### EXERCISE OBJECTIVE
What is the number of lines in these records that hold the word "await"? Reply with that number alone.

----- DATASET -----

use std::{path::PathBuf, time::Duration};

use anyhow::{bail, Context, Result};
use chrono::Local;
use clap::{Args, Parser, Subcommand, ValueEnum};
use log::{info, warn};

use crate::{
    dashboard,
    db::Database,
    dwell::{AccrualPolicy, DwellAccumulator, LoopConfig, SessionController},
    metrics::MetricsCollector,
    settings::{MonitorSettings, SettingsStore, DEFAULT_SETTINGS_FILE},
    vision::{
        annotate::FrameAnnotator, BlankSource, FrameSource, ImageSequenceSource, IouTracker,
        Perception, ReplayDetector,
    },
    zones::ZoneDefinition,
};

#[derive(Parser, Debug)]
#[command(name = "zonewatch", about = "Track per-person dwell time inside camera zones")]
pub struct Cli {
    /// Settings file (created by `init-config`; defaults apply when absent)
    #[arg(long, short, default_value = DEFAULT_SETTINGS_FILE)]
    pub config: PathBuf,

    /// Override the database path from the settings file
    #[arg(long, value_name = "PATH")]
    pub database: Option<PathBuf>,

    #[command(subcommand)]
    pub command: Command,
}

#[derive(Subcommand, Debug)]
pub enum Command {
    /// Start a session; stops on Ctrl-C, a limit, or end of input, then saves
    Run(RunArgs),
    /// Regenerate the HTML dashboard and print the same data
    Dashboard(DashboardArgs),
    /// Print stored totals
    Report,
    /// Write the default settings file
    InitConfig {
        #[arg(long)]
        force: bool,
    },
    /// Inspect or edit zones in the settings file
    #[command(subcommand)]
    Zone(ZoneCommand),
}

#[derive(Args, Debug)]
pub struct RunArgs {
    /// Directory of frames to play back; blank frames are used when omitted
    #[arg(long, value_name = "DIR")]
    pub frames: Option<PathBuf>,

    /// Recorded detections, one JSON object per frame
    #[arg(long, value_name = "PATH")]
    pub detections: PathBuf,

    #[arg(long, value_name = "MS")]
    pub interval_ms: Option<u64>,

    #[arg(long, value_name = "MS")]
    pub quantum_ms: Option<u64>,

    #[arg(long, value_enum)]
    pub policy: Option<PolicyArg>,

    #[arg(long)]
    pub max_samples: Option<u64>,

    #[arg(long)]
    pub duration_secs: Option<u64>,

    /// Write frames with zones and tracks drawn on them
    #[arg(long, value_name = "DIR")]
    pub annotate_dir: Option<PathBuf>,

    /// Print the session report as JSON
    #[arg(long)]
    pub json: bool,
}

#[derive(Args, Debug)]
pub struct DashboardArgs {
    #[arg(long, short, value_name = "PATH")]
    pub output: Option<PathBuf>,

    /// Skip the terminal table
    #[arg(long)]
    pub quiet: bool,
}

#[derive(Subcommand, Debug)]
pub enum ZoneCommand {
    List,
    AddRect {
        name: String,
        x1: i64,
        y1: i64,
        x2: i64,
        y2: i64,
    },
    /// Vertices as `x,y` pairs, e.g. `0,0 50,0 25,40`
    AddPolygon {
        name: String,
        #[arg(required = true, num_args = 3.., value_parser = parse_point)]
        points: Vec<(i64, i64)>,
    },
    Remove {
        name: String,
    },
}

#[derive(Debug, Clone, Copy, ValueEnum)]
pub enum PolicyArg {
    Quantized,
    Elapsed,
}

impl From<PolicyArg> for AccrualPolicy {
    fn from(value: PolicyArg) -> Self {
        match value {
            PolicyArg::Quantized => AccrualPolicy::Quantized,
            PolicyArg::Elapsed => AccrualPolicy::Elapsed,
        }
    }
}

fn parse_point(raw: &str) -> Result<(i64, i64), String> {
    let (x, y) = raw
        .split_once(',')
        .ok_or_else(|| format!("expected x,y but got '{raw}'"))?;
    let x = x.trim().parse().map_err(|_| format!("bad x in '{raw}'"))?;
    let y = y.trim().parse().map_err(|_| format!("bad y in '{raw}'"))?;
    Ok((x, y))
}

/// Tally cadence: every sample in debug mode, every 10th otherwise.
fn tally_every() -> u64 {
    let debug_mode = std::env::var("ZONEWATCH_DEBUG")
        .map(|value| value == "1" || value.eq_ignore_ascii_case("true"))
        .unwrap_or(false);
    if debug_mode {
        1
    } else {
        10
    }
}

fn effective_settings(store: &SettingsStore, database: &Option<PathBuf>) -> MonitorSettings {
    let mut settings = store.current();
    if let Some(path) = database {
        settings.database_path = path.clone();
    }
    settings
}

pub async fn dispatch(cli: Cli) -> Result<()> {
    let store = SettingsStore::new(cli.config.clone())?;

    match cli.command {
        Command::Run(args) => {
            let settings = effective_settings(&store, &cli.database);
            run_session(settings, args).await
        }
        Command::Dashboard(args) => {
            let settings = effective_settings(&store, &cli.database);
            show_dashboard(&settings, args).await
        }
        Command::Report => {
            let settings = effective_settings(&store, &cli.database);
            let db = Database::new(settings.database_path.clone())?;
            let records = db.get_productivity_records().await?;
            print!("{}", dashboard::render_text(&records));
            Ok(())
        }
        Command::InitConfig { force } => {
            if store.path().exists() && !force {
                bail!(
                    "{} already exists; pass --force to overwrite",
                    store.path().display()
                );
            }
            store.save()?;
            println!("Wrote settings to {}", store.path().display());
            Ok(())
        }
        Command::Zone(command) => edit_zones(&store, command),
    }
}

async fn run_session(mut settings: MonitorSettings, args: RunArgs) -> Result<()> {
    if let Some(ms) = args.interval_ms {
        settings.sample_interval_ms = ms;
    }
    if let Some(ms) = args.quantum_ms {
        settings.accrual_quantum_ms = ms;
    }
    if let Some(policy) = args.policy {
        settings.accrual_policy = policy.into();
    }
    settings.validate()?;

    let zones = settings.zone_set()?;
    let db = Database::new(settings.database_path.clone())?;

    let source: Box<dyn FrameSource + Send> = match &args.frames {
        Some(dir) => {
            let source = ImageSequenceSource::open(dir)?;
            info!("Playing back {} frames from {}", source.len(), dir.display());
            Box::new(source)
        }
        None => Box::new(BlankSource::new(
            settings.blank_frame_size.width,
            settings.blank_frame_size.height,
        )),
    };
    let detector = ReplayDetector::load(&args.detections)?;
    info!(
        "Loaded detections for {} frames from {}",
        detector.frame_count(),
        args.detections.display()
    );

    let perception = Perception::new(
        source,
        Box::new(detector),
        Box::new(IouTracker::new(settings.tracker)),
    )
    .with_classes(settings.target_classes.clone())
    .with_min_confidence(settings.min_confidence);

    let annotator = args
        .annotate_dir
        .as_deref()
        .map(FrameAnnotator::new)
        .transpose()?;

    let accumulator = DwellAccumulator::new(settings.accrual_policy, settings.accrual_quantum());
    let config = LoopConfig {
        sample_interval: settings.sample_interval(),
        tally_every: tally_every(),
        max_samples: args.max_samples,
    };

    let mut controller = SessionController::new(db.clone(), MetricsCollector::new());
    let session_id = controller
        .start(perception, zones, accumulator, annotator, config)
        .await?;
    println!("Session {session_id} running; press Ctrl-C to stop");

    let duration = args.duration_secs.map(Duration::from_secs);
    let report = controller
        .run_until(async move {
            match duration {
                Some(limit) => {
                    tokio::select! {
                        _ = wait_for_ctrl_c() => {}
                        _ = tokio::time::sleep(limit) => info!("Session duration reached"),
                    }
                }
                None => wait_for_ctrl_c().await,
            }
        })
        .await?;

    if args.json {
        println!(
            "{}",
            serde_json::to_string_pretty(&report).context("failed to serialize report")?
        );
    } else {
        for (id, seconds) in &report.totals {
            println!("Person {id}: {}", dashboard::format_hms(*seconds));
        }
        println!(
            "Data saved to {} ({} identities, {} samples)",
            db.path().display(),
            report.rows_written,
            report.samples
        );
    }
    Ok(())
}

async fn wait_for_ctrl_c() {
    if let Err(err) = tokio::signal::ctrl_c().await {
        warn!("Ctrl-C handler unavailable ({err}); session ends with its input");
        std::future::pending::<()>().await;
    }
}

async fn show_dashboard(settings: &MonitorSettings, args: DashboardArgs) -> Result<()> {
    let db = Database::new(settings.database_path.clone())?;
    let records = db.get_productivity_records().await?;

    let html = dashboard::render_html(&records, &Local::now().naive_local())?;
    let path = args.output.unwrap_or_else(|| settings.dashboard_path.clone());
    dashboard::write_dashboard(&path, &html)?;
    println!("Dashboard saved as {}", path.display());

    if !args.quiet {
        print!("{}", dashboard::render_text(&records));
    }
    Ok(())
}

fn edit_zones(store: &SettingsStore, command: ZoneCommand) -> Result<()> {
    let mut settings = store.current();
    match command {
        ZoneCommand::List => {
            if settings.zones.is_empty() {
                println!("No zones configured");
            }
            for zone in &settings.zones {
                println!("{}", serde_json::to_string(zone)?);
            }
            return Ok(());
        }
        ZoneCommand::AddRect { name, x1, y1, x2, y2 } => {
            settings.zones.retain(|zone| zone.name != name);
            settings.zones.push(ZoneDefinition::rect(name, x1, y1, x2, y2));
        }
        ZoneCommand::AddPolygon { name, points } => {
            settings.zones.retain(|zone| zone.name != name);
            settings.zones.push(ZoneDefinition::polygon(name, points));
        }
        ZoneCommand::Remove { name } => {
            let before = settings.zones.len();
            settings.zones.retain(|zone| zone.name != name);
            if settings.zones.len() == before {
                bail!("no zone named '{name}'");
            }
        }
    }
    store.update(settings)?;
    println!("Updated zones in {}", store.path().display());
    Ok(())
}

-----

### ANSWER SECTION
9